CT-Guided Interstitial Brachytherapy of Primary and Secondary Lung Malignancies

Springer Science and Business Media LLC - Tập 184 - Trang 296-301 - 2008
Nils Peters1,2, Gero Wieners3, Maciej Pech1, Susanne Hengst4, Ricarda Rühl1, Florian Streitparth4, Enrique Lopez Hänninen4, Roland Felix4, Peter Wust4, Jens Ricke1,5
1Department of Radiology and Nuclear Medicine, Otto von Guericke University, Magdeburg, Germany
2Department of Radiotherapy, Otto von Guericke University, Magdeburg, Germany
3Department of Radiology and Nuclear Medicine, Otto-von-Guericke University, Magdeburg, Germany
4Klinik für Strahlenheilkunde, Charité Campus Virchow Clinic, University Medicine Berlin, Germany
5Klinik für Radiologie und Nuklearmedizin, Otto-von-Guericke-Universität Magdeburg, Magdeburg, Germany

Tóm tắt

CT-guided interstitial brachytherapy of primary lung malignancies and pulmonary metastases represents a novel interventional technique, combining conventional high-dose-rate (HDR) iridium-192 (192Ir) brachytherapy with modern CT guidance for applicator positioning and computer-aided 3-D radiation treatment planning.
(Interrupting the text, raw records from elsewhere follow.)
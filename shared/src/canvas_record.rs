use bincode::{Decode, Encode};
use thiserror::Error;

use crate::pixels::EncodedImage;

#[cfg(test)]
#[path = "canvas_record_test.rs"]
mod canvas_record_test;

pub const CANVAS_RECORD_MAGIC: [u8; 4] = *b"GBCV";
pub const CANVAS_RECORD_VERSION: u32 = 1;
const CANVAS_RECORD_HEADER_LEN: usize = CANVAS_RECORD_MAGIC.len() + std::mem::size_of::<u32>();

/// Latest canvas pushed by a drawing client, as the relay keeps it on disk.
#[derive(Clone, Debug, PartialEq, Eq, Encode, Decode, serde::Serialize, serde::Deserialize)]
pub struct CanvasRecord {
    pub last_action: String,
    pub timestamp: u64,
    pub image: EncodedImage,
}

#[derive(Debug, Error, PartialEq, Eq)]
pub enum RecordDecodeError {
    #[error("unsupported canvas record version {0}")]
    UnsupportedVersion(u32),
    #[error("invalid canvas record")]
    InvalidData,
}

pub fn encode_canvas_record(record: &CanvasRecord) -> Vec<u8> {
    let mut payload = Vec::new();
    payload.extend_from_slice(&CANVAS_RECORD_MAGIC);
    payload.extend_from_slice(&CANVAS_RECORD_VERSION.to_le_bytes());
    let body = bincode::encode_to_vec(record, bincode::config::standard()).unwrap_or_default();
    payload.extend_from_slice(&body);
    payload
}

pub fn decode_canvas_record(payload: &[u8]) -> Result<CanvasRecord, RecordDecodeError> {
    if !(payload.len() >= CANVAS_RECORD_HEADER_LEN && payload.starts_with(&CANVAS_RECORD_MAGIC)) {
        return Err(RecordDecodeError::InvalidData);
    }
    let version = u32::from_le_bytes(
        payload[CANVAS_RECORD_MAGIC.len()..CANVAS_RECORD_HEADER_LEN]
            .try_into()
            .map_err(|_| RecordDecodeError::InvalidData)?,
    );
    let body = &payload[CANVAS_RECORD_HEADER_LEN..];
    match version {
        1 => bincode::decode_from_slice(body, bincode::config::standard())
            .map(|(record, _)| record)
            .map_err(|_| RecordDecodeError::InvalidData),
        _ => Err(RecordDecodeError::UnsupportedVersion(version)),
    }
}
use std::cell::RefCell;
use std::rc::Rc;

use wasm_bindgen::prelude::*;
use wasm_bindgen::JsCast;
use web_sys::{Document, HtmlAnchorElement, HtmlImageElement};

use guessboard_shared::{
    CanvasError, CanvasSession, ClientMessage, FillStart, ImageFormat, PendingFill, Point,
};

use crate::fabric::WebCanvas;
use crate::sink::BrowserSink;
use crate::util::{download_file_name_now, now_ms};
use crate::ws::WsLink;

pub type Session = CanvasSession<WebCanvas, BrowserSink>;
pub type SharedSession = Rc<RefCell<Session>>;

/// Paint-bucket click. The filled image is decoded by the browser and
/// committed from its `load` handler.
pub fn start_fill(session: &SharedSession, point: Point) {
    let start = match session.try_borrow_mut() {
        Ok(mut session) => session.on_fill_click(point),
        Err(_) => {
            log::warn!("fill click ignored while the canvas is busy");
            return;
        }
    };
    match start {
        Ok(FillStart::Ready(pending)) => decode_and_commit(session, pending),
        Ok(FillStart::Busy) => log::info!("fill ignored, the previous fill is still decoding"),
        Ok(FillStart::OutOfRange | FillStart::SameColor) => {}
        Err(error) => log::error!("fill failed: {error}"),
    }
}

fn decode_and_commit(session: &SharedSession, pending: PendingFill) {
    let ticket = pending.ticket;
    let image = match HtmlImageElement::new() {
        Ok(image) => image,
        Err(error) => {
            let error = CanvasError::Decode(format!("{error:?}"));
            session.borrow_mut().abandon_fill(ticket, &error);
            return;
        }
    };
    let url = pending.image.to_data_url();

    let onload = {
        let session = session.clone();
        let image = image.clone();
        let url = url.clone();
        Closure::once_into_js(move || {
            let mut session = session.borrow_mut();
            if session.fill_in_flight() != Some(ticket) {
                log::debug!("decoded fill image arrived after {ticket:?} was cancelled");
                return;
            }
            if let Err(error) = session.canvas_mut().stage_background(url, &image) {
                let error = CanvasError::Decode(format!("{error:?}"));
                session.abandon_fill(ticket, &error);
                return;
            }
            session.commit_fill(&pending);
        })
    };
    let onerror = {
        let session = session.clone();
        Closure::once_into_js(move || {
            let error = CanvasError::Decode("browser could not load the filled image".into());
            session.borrow_mut().abandon_fill(ticket, &error);
        })
    };
    image.set_onload(Some(onload.unchecked_ref()));
    image.set_onerror(Some(onerror.unchecked_ref()));
    image.set_src(&url);
}

/// Sends the debounced upload if its quiet period is over. Uploads that
/// find the socket closed are dropped.
pub fn flush_upload(session: &SharedSession, link: &WsLink) {
    let Ok(mut session) = session.try_borrow_mut() else {
        log::warn!("upload timer fired while the canvas was busy");
        return;
    };
    let Some(action) = session.sink_mut().take_due() else {
        return;
    };
    if !link.is_open() {
        log::warn!("upload for {action} dropped, socket not open");
        return;
    }
    let image = match session.export_image(ImageFormat::Jpeg) {
        Ok(image) => image,
        Err(error) => {
            log::error!("upload for {action} not encoded: {error}");
            return;
        }
    };
    drop(session);
    let sent = link.send(&ClientMessage::CanvasUpdate {
        data_url: image.to_data_url(),
        last_action: action.clone(),
        timestamp: now_ms(),
    });
    if sent {
        log::debug!("uploaded canvas after {action}");
    } else {
        log::warn!("upload for {action} was not sent");
    }
}

/// Saves the current canvas as a timestamped PNG.
pub fn download_png(document: &Document, session: &SharedSession) -> Result<(), JsValue> {
    let image = session
        .borrow_mut()
        .export_image(ImageFormat::Png)
        .map_err(|error| JsValue::from_str(&error.to_string()))?;
    let anchor = document
        .create_element("a")?
        .dyn_into::<HtmlAnchorElement>()
        .map_err(|_| JsValue::from_str("anchor element expected"))?;
    anchor.set_href(&image.to_data_url());
    anchor.set_download(&download_file_name_now());
    anchor.click();
    Ok(())
}
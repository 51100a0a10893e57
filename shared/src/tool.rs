use serde::{Deserialize, Serialize};

use crate::color::Rgba;

#[cfg(test)]
#[path = "tool_test.rs"]
mod tool_test;

pub const DEFAULT_BRUSH_WIDTH: f32 = 6.0;
const MIN_BRUSH_WIDTH: f32 = 1.0;
const MAX_BRUSH_WIDTH: f32 = 60.0;

pub fn sanitize_width(width: f32) -> f32 {
    let width = if width.is_finite() {
        width
    } else {
        DEFAULT_BRUSH_WIDTH
    };
    width.max(MIN_BRUSH_WIDTH).min(MAX_BRUSH_WIDTH)
}

#[derive(Serialize, Deserialize, Clone, Copy, Debug, Default, PartialEq, Eq)]
#[serde(rename_all = "lowercase")]
pub enum ToolMode {
    #[default]
    Brush,
    Eraser,
    Fill,
}

impl ToolMode {
    /// Whether pointer drags produce free-draw strokes.
    pub fn draws(self) -> bool {
        !matches!(self, ToolMode::Fill)
    }

    pub fn name(self) -> &'static str {
        match self {
            ToolMode::Brush => "brush",
            ToolMode::Eraser => "eraser",
            ToolMode::Fill => "fill",
        }
    }
}

/// Active tool plus the brush settings it restores.
#[derive(Clone, Debug, PartialEq)]
pub struct ToolState {
    mode: ToolMode,
    brush_color: Rgba,
    background: Rgba,
    brush_width: f32,
}

impl ToolState {
    pub fn new(brush_color: Rgba, background: Rgba, brush_width: f32) -> Self {
        Self {
            mode: ToolMode::Brush,
            brush_color,
            background,
            brush_width: sanitize_width(brush_width),
        }
    }

    pub fn mode(&self) -> ToolMode {
        self.mode
    }

    /// The user's selected color, kept while erasing or filling.
    pub fn brush_color(&self) -> Rgba {
        self.brush_color
    }

    pub fn brush_width(&self) -> f32 {
        self.brush_width
    }

    pub fn background(&self) -> Rgba {
        self.background
    }

    /// Color the free-draw brush paints with. Erasing overpaints with the background.
    pub fn stroke_color(&self) -> Rgba {
        match self.mode {
            ToolMode::Eraser => self.background,
            ToolMode::Brush | ToolMode::Fill => self.brush_color,
        }
    }

    /// Selecting a color always returns to the brush.
    pub fn select_color(&mut self, color: Rgba) {
        self.brush_color = color;
        self.mode = ToolMode::Brush;
    }

    pub fn set_width(&mut self, width: f32) {
        self.brush_width = sanitize_width(width);
    }

    pub fn set_mode(&mut self, mode: ToolMode) {
        self.mode = mode;
    }

    /// Pressing the active tool's button again goes back to the brush.
    pub fn toggle(&mut self, mode: ToolMode) -> ToolMode {
        self.mode = if self.mode == mode {
            ToolMode::Brush
        } else {
            mode
        };
        self.mode
    }
}
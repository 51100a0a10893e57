//! Paint-bucket rasterization: tolerance flood fill plus seam-closing dilation.

use log::debug;

use crate::color::Rgba;
use crate::pixels::{FillMask, PixelBuffer};

#[cfg(test)]
#[path = "fill_test.rs"]
mod fill_test;

pub const DEFAULT_TOLERANCE: u8 = 5;
pub const DEFAULT_EXPAND_PX: u32 = 1;

#[derive(Clone, Copy, Debug, PartialEq, Eq)]
pub struct FillOptions {
    pub color: Rgba,
    pub tolerance: u8,
    pub expand_px: u32,
}

impl FillOptions {
    pub fn new(color: Rgba) -> Self {
        Self {
            color,
            tolerance: DEFAULT_TOLERANCE,
            expand_px: DEFAULT_EXPAND_PX,
        }
    }
}

#[derive(Clone, Copy, Debug, PartialEq, Eq)]
pub enum FillOutcome {
    /// The seed lies outside the raster.
    OutOfRange,
    /// The seed already matches the fill color within tolerance.
    SameColor,
    /// `pixels` pixels joined the flood region.
    Filled { pixels: usize },
}

impl FillOutcome {
    pub fn is_filled(self) -> bool {
        matches!(self, FillOutcome::Filled { .. })
    }
}

/// Fills the 4-connected region around (`x`, `y`) whose RGB stays within
/// `tolerance` of the seed pixel. Every candidate is compared against the
/// original seed color, never against already-filled neighbors.
pub fn flood_fill(
    buffer: &mut PixelBuffer,
    x: i64,
    y: i64,
    color: Rgba,
    tolerance: u8,
) -> FillOutcome {
    if !buffer.contains(x, y) {
        debug!("fill seed ({x}, {y}) outside {}x{}", buffer.width(), buffer.height());
        return FillOutcome::OutOfRange;
    }
    let width = buffer.width() as usize;
    let height = buffer.height() as usize;
    let seed_index = buffer.index(x as u32, y as u32);
    let seed = buffer.pixel(seed_index);
    if seed.rgb_within(color, tolerance) {
        debug!("fill seed color {seed} already matches {color}");
        return FillOutcome::SameColor;
    }

    let mut visited = vec![false; width * height];
    let mut stack = Vec::with_capacity(4096);
    stack.push(seed_index);
    let mut filled = 0;

    while let Some(index) = stack.pop() {
        if visited[index] {
            continue;
        }
        visited[index] = true;
        if !buffer.pixel(index).rgb_within(seed, tolerance) {
            continue;
        }
        buffer.set_pixel(index, color);
        filled += 1;

        let px = index % width;
        let py = index / width;
        let neighbors = [
            (px > 0).then(|| index - 1),
            (px + 1 < width).then(|| index + 1),
            (py > 0).then(|| index - width),
            (py + 1 < height).then(|| index + width),
        ];
        for next in neighbors.into_iter().flatten() {
            if !visited[next] {
                stack.push(next);
            }
        }
    }

    FillOutcome::Filled { pixels: filled }
}

/// Grows the fill-colored area by `expand_px` pixels so anti-aliased seams
/// along the original edges get covered. Returns the number of painted pixels.
pub fn expand_fill(buffer: &mut PixelBuffer, color: Rgba, expand_px: u32) -> usize {
    let mask = FillMask::from_color(buffer, color).dilate_by(expand_px);
    mask.paint(buffer, color)
}

/// Flood fill followed by dilation. Dilation only runs when the flood filled something.
pub fn fill_pixels(buffer: &mut PixelBuffer, x: i64, y: i64, options: FillOptions) -> FillOutcome {
    let outcome = flood_fill(buffer, x, y, options.color, options.tolerance);
    if outcome.is_filled() {
        expand_fill(buffer, options.color, options.expand_px);
    }
    outcome
}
The purpose of this study was to assess safety and efficacy of this technique. 30 patients with 83 primary or secondary lung malignancies were recruited in a prospective nonrandomized trial (Table 1). After catheter positioning under CT fluoroscopy, a spiral CT was acquired for treatment planning (Figure 1). All but two patients received a defined single dose (coverage > 99%) of at least 20 Gy from a 192Ir source in HDR technique. Adverse effects were nausea (n = 3, 6%), minor (n = 6, 12%) and one major pneumothorax (2%). Post intervention, no changes of vital capacity and forced expiratory volume could be detected. The median follow-up period was 9 months (1–21 months) with a local tumor control of 91% at 12 months (Figure 2). CT-guided interstitial brachytherapy proved to be safe and effective for the treatment of primary and secondary lung malignancies.